PERHAPS the GAA should give these American football pep rallies a try.

They could invite all the supporters for a major Croker playoff to a big party the night before, sell them beer and hot dogs and play them some rabble-rousing tunes.

The trouble is, how many of them would make it to the match the next day? But for American football fans the pep rally is an intrinsic part of the game.

For many fans, if they're going to the match, they can't miss the build-up at the pep rally the night before.

Last night at the O2, the event resembled a cross between a US presidential rally and a concert they put on when the Yanks come home.

Fiery speeches, drum rolls and the chanting of American voices mixed with some diddley-eye, a few haunting songs and a few effusive words from the Taoiseach.

Even in a venue accustomed to ear-shattering decibels, the walls shuddered to the deafening sound of the Notre Dame marching band and then the cheerleaders started their routine, kicking sky-high in their tiny skirts -- it was enough to get any man's blood racing.

Some 14,500 Americans, corporate guests and the odd Irish fan jammed into the arena for a unique blend of battle cries and entertainment.

Among them were James Bailey and James Bailey, two cousins who share a name, from Chicago, and whose grandfather hailed from Kilkenny.

They were loving how friendly the Irish are, but thought the food was dreadful -- "no wonder you guys are so thin".

Patrick Donahue had travelled all the way from Wyoming with his brother Daniel, from South Dakota, and they too had explored their ancestral home -- this time in Killarney, Co Kerry.

Patrick hasn't been at many pep rallies but he said it was "part of the game, it's part of the act and I'm going to enjoy it".

Most of the crowd seemed to be made up of families, among them the Biddles from Michigan, who included mum and dad Kay and Jeff and sons Stevie, John and Jeff Jnr.

They were delighted with their front-row seats which were thanks to Stevie's late-night internet surfing habits -- he was one of the first in when they came online at 3am.

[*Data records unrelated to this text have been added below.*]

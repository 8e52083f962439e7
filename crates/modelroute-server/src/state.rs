//! Shared application state.

use std::sync::Arc;

use chrono::{DateTime, Utc};
use tracing::{info, warn};

use crate::config::Config;
use crate::confidence::ConfidenceEvaluator;
use crate::context::ContextAssembler;
use crate::memory::MemoryStore;
use crate::metrics::RouterMetrics;
use crate::pool::ModelResourcePool;
use crate::registry::CapabilityRegistry;
use crate::render::TemplateRenderer;
use crate::resolver::DependencyResolver;
use crate::router::TaskRouter;
use crate::runtime::ModelRuntime;
use crate::scheduler::Scheduler;
use crate::session::SessionStore;

/// Shared application state.
pub struct AppState {
    pub config: Config,

    /// Backend capability table.
    pub registry: Arc<CapabilityRegistry>,

    /// Resident backends under the memory budget.
    pub pool: Arc<ModelResourcePool>,

    /// Dependency graph of submitted tasks.
    pub resolver: Arc<DependencyResolver>,

    /// Running context per session.
    pub sessions: Arc<SessionStore>,

    pub metrics: Arc<RouterMetrics>,

    pub router: Arc<TaskRouter>,

    pub scheduler: Arc<Scheduler>,

    pub started_at: DateTime<Utc>,
}

impl AppState {
    /// Build the engine, start dispatching, and warm pinned backends.
    pub async fn init(
        config: Config,
        registry: Arc<CapabilityRegistry>,
        runtime: Arc<dyn ModelRuntime>,
        memory: Arc<dyn MemoryStore>,
    ) -> Arc<Self> {
        let pool = ModelResourcePool::new(
            config.memory_budget_mb,
            config.acquire_timeout,
            runtime,
            Arc::clone(&registry),
        );
        let sessions = Arc::new(SessionStore::new());
        let metrics = Arc::new(RouterMetrics::new());
        let resolver = Arc::new(DependencyResolver::new());

        let router = Arc::new(TaskRouter::new(
            Arc::clone(&registry),
            Arc::clone(&pool),
            ConfidenceEvaluator::new(config.threshold_mode),
            ContextAssembler::new(memory, config.max_documents, config.context_decay),
            Arc::new(TemplateRenderer::new()),
            Arc::clone(&sessions),
            Arc::clone(&metrics),
            config.invoke_timeout,
        ));
        let scheduler = Scheduler::new(
            Arc::clone(&resolver),
            Arc::clone(&router),
            config.max_concurrent_tasks,
            config.pending_timeout,
        );
        scheduler.start();

        for backend in &config.pinned {
            pool.pin(*backend);
            match pool.warm(*backend).await {
                Ok(()) => info!(backend = %backend, "Pinned backend loaded"),
                Err(e) => warn!(backend = %backend, error = %e, "Failed to load pinned backend"),
            }
        }

        Arc::new(Self {
            config,
            registry,
            pool,
            resolver,
            sessions,
            metrics,
            router,
            scheduler,
            started_at: Utc::now(),
        })
    }

    /// Cancel open tasks and unload every backend.
    pub async fn shutdown(&self) {
        self.scheduler.shutdown();
        self.pool.drain().await;
    }
}

#[cfg(test)]
pub(crate) async fn test_state() -> Arc<AppState> {
    test_state_with(Config::default(), crate::test_support::ScriptedRuntime::new()).await
}

#[cfg(test)]
pub(crate) async fn test_state_with(
    config: Config,
    runtime: crate::test_support::ScriptedRuntime,
) -> Arc<AppState> {
    use crate::memory::InMemoryStore;
    use crate::registry::RegistryTable;

    AppState::init(
        config,
        Arc::new(CapabilityRegistry::new(RegistryTable::builtin())),
        Arc::new(runtime),
        Arc::new(InMemoryStore::new()),
    )
    .await
}

#[cfg(test)]
mod tests {
    use super::*;
    use crate::test_support::ScriptedRuntime;
    use modelroute_core::BackendId;

    #[tokio::test]
    async fn test_pinned_backends_are_warmed() {
        let config = Config {
            pinned: vec![BackendId::Phi],
            ..Config::default()
        };
        let state = test_state_with(config, ScriptedRuntime::new()).await;

        let handles = state.pool.snapshot();
        assert_eq!(handles.len(), 1);
        assert_eq!(handles[0].backend, BackendId::Phi);
        assert!(handles[0].pinned);
        assert_eq!(handles[0].ref_count, 0);
    }

    #[tokio::test]
    async fn test_shutdown_unloads_everything() {
        let config = Config {
            pinned: vec![BackendId::Phi, BackendId::Huginn],
            ..Config::default()
        };
        let state = test_state_with(config, ScriptedRuntime::new()).await;
        assert_eq!(state.pool.resident_cost(), 2800 + 1200);

        state.shutdown().await;
        assert_eq!(state.pool.resident_cost(), 0);
        assert!(state.scheduler.submit(modelroute_core::Task::new(
            modelroute_core::TaskType::Explanation,
            "hi"
        ))
        .await
        .is_err());
    }
}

Americans seem to enjoy an almost childlike enthusiasm for homeland and history so Taoiseach Enda Kenny was preaching to the converted when he told them: "You are our people, our distant cousins, you are part of us because you are part of who we were in past times, difficult times in rebellion, in famine and emigration, while our people hoped and dreamed of a new life and a better future.

"In the name of your forefathers, your foremothers, we welcome you home.

"It's going to be a mighty few days, showcasing all Ireland is and all we have to offer."

He added: "Let me assure you in the United States that Ireland and its people, in true Fighting Irish style, are fighting back in the face of economic challenges, which we are determined to overcome."

Miriam O'Callaghan was the MC for a line-up which included Damien Dempsey, Brian Kennedy and a finale from the High Kings.

The game today between the Navy and the Fighting Irish side of Notre Dame has brought about 35,000 American visitors to Ireland for an average stay of a week. Some €70m is expected to be added to the economy over the course of the event.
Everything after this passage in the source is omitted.